Is the urge to eliminate, to purge from within the people we deem our internal enemies, simply a natural impulse buried deep in our psyches -- irresistible, ineluctable, inevitable? Certainly, CNN's Glenn Beck seems to think so.

This summer, Beck was arguing over the airwaves that if there were further terrorist attacks by Muslims on American soil, that concentration camps were all but a fait accompli, and that "Muslims will see the West through razor wire if things don't change":
All you Muslims who have sat on your frickin' hands the whole time and have not been marching in the streets and have not been saying, 'Hey, you know what? There are good Muslims and bad Muslims. We need to be the first ones in the recruitment office lining up to shoot the bad Muslims in the head.' I'm telling you, with God as my witness... human beings are not strong enough, unfortunately, to restrain themselves from putting up razor wire and putting you on one side of it. When things -- when people become hungry, when people see that their way of life is on the edge of being over, they will put razor wire up and just based on the way you look or just based on your religion, they will round you up. Is that wrong? Oh my gosh, it is Nazi, World War II wrong, but society has proved it time and time again: It will happen.

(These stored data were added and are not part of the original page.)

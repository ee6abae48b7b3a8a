//! Policy administration operations.
//!
//! Every call is itself authorized by the engine it administers, using the
//! operations registered by [`OperationRegistry::with_admin_operations`]
//! (`users.read` to look, `users.update` to change).
//!
//! [`OperationRegistry::with_admin_operations`]: crate::OperationRegistry::with_admin_operations
use crate::engine::AuthorizationEngine;
use crate::errors::{AdminError, AdminResult};
use crate::grants::{Grants, RawGrants};
use crate::registry::{OP_GET_ROLE, OP_LIST_MODULES, OP_LIST_ROLES, OP_UPDATE_ROLE};
use crate::role::Role;
use crate::taxonomy::{CapabilityModule, list_modules};
use std::collections::BTreeMap;
use std::sync::Arc;

#[derive(Debug, Clone)]
pub struct PolicyAdmin {
    engine: Arc<AuthorizationEngine>,
}

impl PolicyAdmin {
    pub fn new(engine: Arc<AuthorizationEngine>) -> Self {
        Self { engine }
    }

    pub fn engine(&self) -> &Arc<AuthorizationEngine> {
        &self.engine
    }

    pub fn list_modules(&self, actor: &str) -> AdminResult<&'static [CapabilityModule]> {
        self.require(actor, OP_LIST_MODULES)?;
        Ok(list_modules())
    }

    /// Grants for `role`; unknown roles yield an empty map.
    pub fn get_role_permissions(&self, actor: &str, role: &str) -> AdminResult<Grants> {
        self.require(actor, OP_GET_ROLE)?;
        Ok(Grants::clone(&self.engine.get(role)))
    }

    pub fn list_all_role_permissions(&self, actor: &str) -> AdminResult<BTreeMap<Role, Grants>> {
        self.require(actor, OP_LIST_ROLES)?;
        Ok(self.engine.list_all())
    }

    /// Replace `role`'s grants; returns the cleaned grants actually stored.
    pub async fn update_role_permissions(
        &self,
        actor: &str,
        role: &Role,
        raw: &RawGrants,
    ) -> AdminResult<Grants> {
        self.require(actor, OP_UPDATE_ROLE)?;
        tracing::info!(actor, %role, "updating role permissions");
        Ok(self.engine.upsert(role, raw).await?)
    }

    fn require(&self, actor: &str, operation: &str) -> AdminResult<()> {
        if self.engine.authorize_operation(actor, operation) {
            Ok(())
        } else {
            Err(AdminError::Forbidden {
                role: actor.to_string(),
                operation: operation.to_string(),
            })
        }
    }
}
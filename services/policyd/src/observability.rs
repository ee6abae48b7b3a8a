//! Tracing, trace-context propagation, and Prometheus metrics for policyd.
//!
//! Initialization is guarded by `OnceLock` so tests may call it repeatedly.
//! The OTLP exporter is optional: when it cannot be built the service still
//! logs through the fmt layer.
use metrics_exporter_prometheus::{PrometheusBuilder, PrometheusHandle};
use opentelemetry::KeyValue;
use opentelemetry::global;
use opentelemetry::propagation::Extractor;
use opentelemetry::trace::TracerProvider;
use opentelemetry_sdk::Resource;
use opentelemetry_sdk::propagation::TraceContextPropagator;
use opentelemetry_sdk::trace::SdkTracerProvider;
use std::future::Future;
use std::net::SocketAddr;
use std::sync::OnceLock;
use tracing_subscriber::EnvFilter;
use tracing_subscriber::layer::SubscriberExt;
use tracing_subscriber::util::SubscriberInitExt;

static METRICS_HANDLE: OnceLock<PrometheusHandle> = OnceLock::new();
static TRACING_INIT: OnceLock<()> = OnceLock::new();
static PROPAGATOR_INIT: OnceLock<()> = OnceLock::new();

pub fn init_observability(service_name: &str) -> PrometheusHandle {
    TRACING_INIT.get_or_init(|| {
        install_propagator();
        let filter = EnvFilter::try_from_default_env().unwrap_or_else(|_| EnvFilter::new("info"));
        let registry = tracing_subscriber::registry()
            .with(filter)
            .with(tracing_subscriber::fmt::layer());
        match build_tracer_provider(service_name) {
            Some(provider) => {
                let tracer = provider.tracer(service_name.to_string());
                let _ = registry
                    .with(tracing_opentelemetry::layer().with_tracer(tracer))
                    .try_init();
            }
            None => {
                let _ = registry.try_init();
            }
        }
    });
    install_metrics_recorder()
}

fn install_propagator() {
    PROPAGATOR_INIT.get_or_init(|| {
        global::set_text_map_propagator(TraceContextPropagator::new());
    });
}

fn build_tracer_provider(service_name: &str) -> Option<SdkTracerProvider> {
    let exporter = opentelemetry_otlp::SpanExporter::builder()
        .with_tonic()
        .build()
        .ok()?;
    let resource = Resource::builder_empty()
        .with_attributes(resource_attributes(service_name))
        .build();
    Some(
        SdkTracerProvider::builder()
            .with_batch_exporter(exporter)
            .with_resource(resource)
            .build(),
    )
}

fn resource_attributes(service_name: &str) -> Vec<KeyValue> {
    let mut attrs = vec![KeyValue::new("service.name", service_name.to_string())];
    if let Ok(value) =
        std::env::var("GATEHOUSE_INSTANCE_ID").or_else(|_| std::env::var("HOSTNAME"))
    {
        attrs.push(KeyValue::new("service.instance.id", value));
    }
    if let Ok(value) = std::env::var("DEPLOYMENT_ENVIRONMENT") {
        attrs.push(KeyValue::new("deployment.environment", value));
    }
    attrs
}

/// Extract a W3C trace context from incoming request headers.
pub fn trace_context_from_headers(headers: &axum::http::HeaderMap) -> opentelemetry::Context {
    install_propagator();
    global::get_text_map_propagator(|prop| prop.extract(&HeaderMapExtractor(headers)))
}

struct HeaderMapExtractor<'a>(&'a axum::http::HeaderMap);

impl Extractor for HeaderMapExtractor<'_> {
    fn get(&self, key: &str) -> Option<&str> {
        self.0.get(key).and_then(|value| value.to_str().ok())
    }

    fn keys(&self) -> Vec<&str> {
        self.0.keys().map(|name| name.as_str()).collect()
    }
}

pub async fn serve_metrics(handle: PrometheusHandle, addr: SocketAddr) -> std::io::Result<()> {
    let listener = tokio::net::TcpListener::bind(addr).await?;
    serve_metrics_with_listener(handle, listener, std::future::pending()).await
}

async fn serve_metrics_with_listener<F>(
    handle: PrometheusHandle,
    listener: tokio::net::TcpListener,
    shutdown: F,
) -> std::io::Result<()>
where
    F: Future<Output = ()> + Send + 'static,
{
    let app = axum::Router::new().route(
        "/metrics",
        axum::routing::get(move || async move { handle.render() }),
    );
    axum::serve(listener, app.into_make_service())
        .with_graceful_shutdown(shutdown)
        .await
}

fn install_metrics_recorder() -> PrometheusHandle {
    METRICS_HANDLE
        .get_or_init(|| match PrometheusBuilder::new().install_recorder() {
            Ok(handle) => handle,
            Err(err) => {
                // Another recorder owns the global slot; keep a detached one
                // so /metrics still renders.
                tracing::warn!(error = %err, "metrics recorder already installed");
                PrometheusBuilder::new().build_recorder().handle()
            }
        })
        .clone()
}
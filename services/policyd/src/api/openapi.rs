//! OpenAPI document for the policyd API.
use crate::api::types::{
    AuthorizeRequest, AuthorizeResponse, ErrorResponse, HealthStatus, ModuleListResponse,
    ModuleView, RolePermissions, RolePermissionsListResponse, UpdateRolePermissionsRequest,
};
use crate::api::{authorize, permissions, system};
use utoipa::OpenApi;

#[derive(OpenApi)]
#[openapi(
    info(
        title = "gatehouse-policyd",
        version = "v1",
        description = "Role and capability authorization service"
    ),
    paths(
        system::system_health,
        permissions::list_modules,
        permissions::list_role_permissions,
        permissions::get_role_permissions,
        permissions::update_role_permissions,
        authorize::authorize
    ),
    components(schemas(
        ErrorResponse,
        HealthStatus,
        ModuleView,
        ModuleListResponse,
        RolePermissions,
        RolePermissionsListResponse,
        UpdateRolePermissionsRequest,
        AuthorizeRequest,
        AuthorizeResponse
    )),
    tags(
        (name = "system", description = "Service health"),
        (name = "permissions", description = "Role permission administration"),
        (name = "authorize", description = "Authorization decisions")
    )
)]
pub struct ApiDoc;

#[cfg(test)]
mod tests {
    use super::*;

    #[test]
    fn openapi_lists_every_route() {
        let doc = ApiDoc::openapi();
        let paths = &doc.paths.paths;
        for path in [
            "/v1/system/health",
            "/v1/permissions/modules",
            "/v1/permissions/roles",
            "/v1/permissions/roles/{role}",
            "/v1/authorize",
        ] {
            assert!(paths.contains_key(path), "missing {path}");
        }
    }
}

Beck is at least right about one aspect of this: the compulsion to purge society of a designated threat is deeply buried in our psyches, both individually and collectively. Its origins, in many regards, date to earliest humanity. Indeed, it can properly be said to arise from the same primitive impulse -- the desire to dominate others, by violence if necessary -- that underlies humankind's most destructive enterprises throughout history: war, slavery, torture, genocide.

Eliminationism is, however, no more inevitable than any of these other impulses, against which mankind has over the centuries, in fits and starts, struggled to overcome. Slavery is considered a dead letter in modern global society, though aspects of it can still be found in some of the world's darker corners. Genocide and torture have been outlawed by the international community and are considered the most grievous of war crimes. And although American presidents are still capable of blithely making war, it is still widely understood to be among mankind's greatest scourges, a blot that only the most amoral among us undertake as anything but a last grim resort.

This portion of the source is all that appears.